Paper presented at the 9th International Conference on Heat Transfer, Fluid Mechanics and Thermodynamics, Malta, 16-18 July, 2012.
The establishment of a reliable methodology for the design of a host of practical thermal and thermodynamic systems demands the development of a framework that can accurately predict their performance by accounting formally for the underlying unsteady and conjugate heat transfer processes that are undergone as part of their operation. The purpose of this paper is to present a framework that includes such a description and to show results from its application to the characterisation of a reciprocating compression and expansion process.

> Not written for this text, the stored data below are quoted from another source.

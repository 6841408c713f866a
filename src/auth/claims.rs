//! JWT Claims
//!
//! Typed claim sets used when signing, and a loosely-typed view used when
//! reading a presented token back.

use std::collections::HashMap;
use std::fmt;

use serde::{Deserialize, Serialize};
use serde_json::Value;

/// Discriminates access tokens from refresh tokens (`token_type` claim).
#[derive(Debug, Clone, Copy, PartialEq, Eq, Serialize, Deserialize)]
#[serde(rename_all = "lowercase")]
pub enum TokenType {
    Access,
    Refresh,
}

impl TokenType {
    pub fn as_str(&self) -> &'static str {
        match self {
            TokenType::Access => "access",
            TokenType::Refresh => "refresh",
        }
    }

    pub fn from_claim(value: &str) -> Option<Self> {
        match value {
            "access" => Some(TokenType::Access),
            "refresh" => Some(TokenType::Refresh),
            _ => None,
        }
    }
}

impl fmt::Display for TokenType {
    fn fmt(&self, f: &mut fmt::Formatter<'_>) -> fmt::Result {
        f.write_str(self.as_str())
    }
}

/// Claims carried by an access token
#[derive(Debug, Serialize, Deserialize, Clone)]
pub struct AccessClaims {
    /// User ID
    pub id: String,
    pub username: String,
    /// Expiration time (Unix timestamp)
    pub exp: i64,
    pub token_type: TokenType,
    /// Unique token ID
    pub jti: String,
}

impl AccessClaims {
    pub fn new(id: &str, username: &str, exp: i64) -> Self {
        Self {
            id: id.to_string(),
            username: username.to_string(),
            exp,
            token_type: TokenType::Access,
            jti: uuid::Uuid::new_v4().to_string(),
        }
    }
}

/// Claims carried by a refresh token. No username: a refresh token only
/// names the identity it re-enters the service as.
#[derive(Debug, Serialize, Deserialize, Clone)]
pub struct RefreshClaims {
    pub id: String,
    pub exp: i64,
    pub token_type: TokenType,
    pub jti: String,
}

impl RefreshClaims {
    pub fn new(id: &str, exp: i64) -> Self {
        Self {
            id: id.to_string(),
            exp,
            token_type: TokenType::Refresh,
            jti: uuid::Uuid::new_v4().to_string(),
        }
    }
}

/// Verified but untyped claim map of a presented token.
///
/// Accessors never panic: a missing claim or one of the wrong JSON type
/// reads as absent.
#[derive(Debug, Clone, Default, Deserialize)]
#[serde(transparent)]
pub struct RawClaims(HashMap<String, Value>);

impl RawClaims {
    pub fn str_claim(&self, key: &str) -> Option<&str> {
        self.0.get(key).and_then(Value::as_str)
    }

    pub fn i64_claim(&self, key: &str) -> Option<i64> {
        self.0.get(key).and_then(Value::as_i64)
    }

    pub fn token_type(&self) -> Option<TokenType> {
        self.str_claim("token_type").and_then(TokenType::from_claim)
    }

    /// The `id` claim, or `""` when absent.
    pub fn id(&self) -> &str {
        self.str_claim("id").unwrap_or_default()
    }

    pub fn username(&self) -> &str {
        self.str_claim("username").unwrap_or_default()
    }

    pub fn exp(&self) -> Option<i64> {
        self.i64_claim("exp")
    }
}
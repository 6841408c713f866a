use sqlx::PgPool;

use super::UserRepository;
use crate::domain::{UpdateUser, User};
use crate::error::DatabaseError;

type UserRow = (String, String, String, bool, Option<String>);

/// Postgres-backed identity store over the `users` table.
#[derive(Debug, Clone)]
pub struct PgUserRepository {
    pool: PgPool,
}

impl PgUserRepository {
    pub fn new(pool: PgPool) -> Self {
        Self { pool }
    }

    async fn fetch_one_by(&self, query: &str, value: &str, what: &str) -> Result<User, DatabaseError> {
        sqlx::query_as::<_, UserRow>(query)
            .bind(value)
            .fetch_optional(&self.pool)
            .await?
            .map(into_user)
            .ok_or_else(|| DatabaseError::NotFound(format!("user with {what} {value}")))
    }
}

fn into_user((id, username, password_hash, is_active, refresh_token_hash): UserRow) -> User {
    User {
        id,
        username,
        password_hash,
        is_active,
        refresh_token_hash,
    }
}

impl UserRepository for PgUserRepository {
    async fn get_by_username(&self, username: &str) -> Result<User, DatabaseError> {
        self.fetch_one_by(
            r#"
            SELECT id, username, password_hash, is_active, refresh_token_hash
            FROM users
            WHERE username = $1
            "#,
            username,
            "username",
        )
        .await
    }

    async fn get_by_id(&self, id: &str) -> Result<User, DatabaseError> {
        self.fetch_one_by(
            r#"
            SELECT id, username, password_hash, is_active, refresh_token_hash
            FROM users
            WHERE id = $1
            "#,
            id,
            "id",
        )
        .await
    }

    async fn update(&self, id: &str, input: UpdateUser) -> Result<(), DatabaseError> {
        let Some(hash) = input.refresh_token_hash else {
            // Nothing writable requested; still report a missing record.
            return self.get_by_id(id).await.map(|_| ());
        };

        let rows = match input.expected_refresh_token_hash {
            None => {
                sqlx::query(
                    r#"
                    UPDATE users
                    SET refresh_token_hash = $1, updated_at = now()
                    WHERE id = $2
                    "#,
                )
                .bind(&hash)
                .bind(id)
                .execute(&self.pool)
                .await?
            }
            Some(expected) => {
                sqlx::query(
                    r#"
                    UPDATE users
                    SET refresh_token_hash = $1, updated_at = now()
                    WHERE id = $2 AND refresh_token_hash IS NOT DISTINCT FROM $3
                    "#,
                )
                .bind(&hash)
                .bind(id)
                .bind(expected)
                .execute(&self.pool)
                .await?
            }
        }
        .rows_affected();

        if rows > 0 {
            return Ok(());
        }

        // Zero rows: either the user is gone or the guard failed.
        self.get_by_id(id).await?;
        tracing::warn!(user_id = %id, "Refresh token hash changed concurrently");
        Err(DatabaseError::Conflict(format!(
            "refresh token hash for user {id} changed"
        )))
    }
}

Specifically, an unsteady and conjugate heat transfer model is proposed that solves the one-dimensional unsteady heat conduction equation in the solid simultaneously with the first law in the gas phase, with an imposed heat transfer coefficient taken from relevant experimental studies in the literature. This model is applied to the study of thermal losses in gas springs. Beyond the explicit inclusion of conjugate heat transfer, the present model goes beyond previous efforts by considering the case of imposed volumetric compression and by allowing the resulting gas pressure to vary accordingly. Notable effects of the solid walls of the gas spring are revealed, with worst case thermodynamic cycle losses of up to 14% (relative to equivalent adiabatic and reversible processes) for cases in which unfavourable solid and gas materials are selected, and closer to 11% for more common material choices. The contribution of the solid towards these values, through the dimensionless thickness of the gas spring cylinder wall, is about 8% and 2%, respectively, showing a non-monotonic trend with the thermodynamic losses; increasing with increased solid thickness, reaching a maximum and then decreasing again. These results suggest strongly that, in designing highefficiency reciprocating machines, the full conjugate and unsteady problem must be considered and that the role of the
solid in determining the performance of the cycle undergone by the gas cannot, in general, be neglected.